[Stored dataset items]
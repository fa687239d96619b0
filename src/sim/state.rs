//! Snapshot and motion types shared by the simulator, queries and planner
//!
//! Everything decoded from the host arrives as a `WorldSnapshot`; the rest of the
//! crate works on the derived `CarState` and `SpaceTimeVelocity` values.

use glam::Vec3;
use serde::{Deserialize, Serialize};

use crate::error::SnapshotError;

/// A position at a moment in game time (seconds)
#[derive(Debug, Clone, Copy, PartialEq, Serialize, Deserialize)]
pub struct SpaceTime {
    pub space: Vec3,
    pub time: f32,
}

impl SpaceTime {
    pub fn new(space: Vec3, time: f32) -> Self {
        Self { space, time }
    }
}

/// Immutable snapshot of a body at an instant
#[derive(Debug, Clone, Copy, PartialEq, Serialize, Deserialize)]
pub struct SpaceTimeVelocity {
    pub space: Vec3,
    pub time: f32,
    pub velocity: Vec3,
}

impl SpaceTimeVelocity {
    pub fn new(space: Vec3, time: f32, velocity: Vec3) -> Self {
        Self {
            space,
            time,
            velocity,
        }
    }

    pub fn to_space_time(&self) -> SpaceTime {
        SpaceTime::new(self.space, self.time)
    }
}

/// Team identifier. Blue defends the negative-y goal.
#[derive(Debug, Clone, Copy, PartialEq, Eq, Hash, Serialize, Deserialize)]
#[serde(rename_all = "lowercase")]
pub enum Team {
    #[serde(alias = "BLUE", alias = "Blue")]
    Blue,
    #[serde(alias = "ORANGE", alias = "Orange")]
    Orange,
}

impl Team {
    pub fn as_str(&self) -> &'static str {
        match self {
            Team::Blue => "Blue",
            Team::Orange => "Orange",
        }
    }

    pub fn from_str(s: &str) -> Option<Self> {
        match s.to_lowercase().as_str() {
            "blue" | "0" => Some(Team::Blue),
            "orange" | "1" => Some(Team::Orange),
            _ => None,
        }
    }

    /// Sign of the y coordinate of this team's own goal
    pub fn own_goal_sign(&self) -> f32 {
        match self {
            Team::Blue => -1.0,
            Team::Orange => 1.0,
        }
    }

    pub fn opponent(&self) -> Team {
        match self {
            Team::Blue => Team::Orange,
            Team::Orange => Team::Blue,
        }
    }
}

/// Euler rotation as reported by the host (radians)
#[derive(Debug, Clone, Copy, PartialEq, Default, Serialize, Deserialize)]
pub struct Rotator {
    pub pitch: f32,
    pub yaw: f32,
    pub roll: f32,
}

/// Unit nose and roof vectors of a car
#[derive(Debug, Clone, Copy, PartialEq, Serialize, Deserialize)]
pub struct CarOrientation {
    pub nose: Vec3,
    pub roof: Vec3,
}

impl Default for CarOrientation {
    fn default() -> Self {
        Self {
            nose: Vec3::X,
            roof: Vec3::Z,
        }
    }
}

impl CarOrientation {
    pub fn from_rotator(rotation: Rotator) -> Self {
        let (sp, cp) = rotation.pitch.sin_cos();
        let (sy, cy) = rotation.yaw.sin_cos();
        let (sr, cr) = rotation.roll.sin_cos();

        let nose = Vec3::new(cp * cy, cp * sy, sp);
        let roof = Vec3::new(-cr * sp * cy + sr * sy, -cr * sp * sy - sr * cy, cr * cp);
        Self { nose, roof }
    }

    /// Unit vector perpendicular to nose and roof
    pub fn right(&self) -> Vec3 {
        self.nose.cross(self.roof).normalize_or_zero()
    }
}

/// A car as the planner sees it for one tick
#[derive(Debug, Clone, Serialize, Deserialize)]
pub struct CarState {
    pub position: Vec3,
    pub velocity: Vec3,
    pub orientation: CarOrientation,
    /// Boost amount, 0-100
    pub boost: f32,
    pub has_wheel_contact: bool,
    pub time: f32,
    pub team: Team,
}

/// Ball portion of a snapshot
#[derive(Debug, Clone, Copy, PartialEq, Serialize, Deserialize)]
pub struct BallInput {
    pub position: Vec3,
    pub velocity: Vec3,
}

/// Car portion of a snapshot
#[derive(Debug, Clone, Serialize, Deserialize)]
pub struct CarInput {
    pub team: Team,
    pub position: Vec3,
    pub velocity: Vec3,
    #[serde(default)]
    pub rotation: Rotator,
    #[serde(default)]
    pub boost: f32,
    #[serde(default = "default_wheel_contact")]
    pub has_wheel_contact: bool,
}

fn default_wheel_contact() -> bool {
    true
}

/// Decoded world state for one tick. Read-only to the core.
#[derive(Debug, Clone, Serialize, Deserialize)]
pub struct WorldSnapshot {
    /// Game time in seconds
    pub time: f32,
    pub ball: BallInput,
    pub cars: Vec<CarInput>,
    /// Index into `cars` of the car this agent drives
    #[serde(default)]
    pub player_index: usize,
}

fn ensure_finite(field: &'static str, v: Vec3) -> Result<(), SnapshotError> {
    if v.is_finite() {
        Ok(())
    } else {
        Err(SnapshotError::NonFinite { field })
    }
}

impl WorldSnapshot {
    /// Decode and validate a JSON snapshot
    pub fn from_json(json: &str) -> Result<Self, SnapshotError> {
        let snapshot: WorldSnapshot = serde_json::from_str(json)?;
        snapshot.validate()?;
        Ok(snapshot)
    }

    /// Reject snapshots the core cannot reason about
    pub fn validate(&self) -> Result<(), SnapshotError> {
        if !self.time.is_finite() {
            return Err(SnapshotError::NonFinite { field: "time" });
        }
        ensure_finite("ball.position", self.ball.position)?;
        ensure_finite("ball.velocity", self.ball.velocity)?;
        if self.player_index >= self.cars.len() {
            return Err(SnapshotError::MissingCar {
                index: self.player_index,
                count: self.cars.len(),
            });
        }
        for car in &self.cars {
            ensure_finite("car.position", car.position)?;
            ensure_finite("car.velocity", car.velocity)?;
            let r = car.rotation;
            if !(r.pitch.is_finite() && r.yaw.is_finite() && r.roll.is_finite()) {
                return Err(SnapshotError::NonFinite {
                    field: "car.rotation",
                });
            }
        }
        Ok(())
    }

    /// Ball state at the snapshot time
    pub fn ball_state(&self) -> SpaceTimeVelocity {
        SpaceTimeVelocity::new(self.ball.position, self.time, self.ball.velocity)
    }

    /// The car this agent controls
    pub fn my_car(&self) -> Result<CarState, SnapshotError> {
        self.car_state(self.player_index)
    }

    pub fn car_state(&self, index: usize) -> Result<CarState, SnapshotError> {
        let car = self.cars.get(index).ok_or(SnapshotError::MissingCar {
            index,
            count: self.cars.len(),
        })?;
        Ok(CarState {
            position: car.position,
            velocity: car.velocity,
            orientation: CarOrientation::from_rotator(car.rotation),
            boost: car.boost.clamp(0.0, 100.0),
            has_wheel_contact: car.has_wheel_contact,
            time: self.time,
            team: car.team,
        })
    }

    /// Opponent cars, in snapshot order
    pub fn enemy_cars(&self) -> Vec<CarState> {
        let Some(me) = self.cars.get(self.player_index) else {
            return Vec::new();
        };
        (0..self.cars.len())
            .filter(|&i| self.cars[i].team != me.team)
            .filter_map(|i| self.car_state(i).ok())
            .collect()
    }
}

To do → Taking the entries above, print exactly the lines starting at the line with "the host (radians)" and ending at the line with "vectors of a car", both included.

Response to the exercise →
/// Euler rotation as reported by the host (radians)
#[derive(Debug, Clone, Copy, PartialEq, Default, Serialize, Deserialize)]
pub struct Rotator {
    pub pitch: f32,
    pub yaw: f32,
    pub roll: f32,
}

/// Unit nose and roof vectors of a car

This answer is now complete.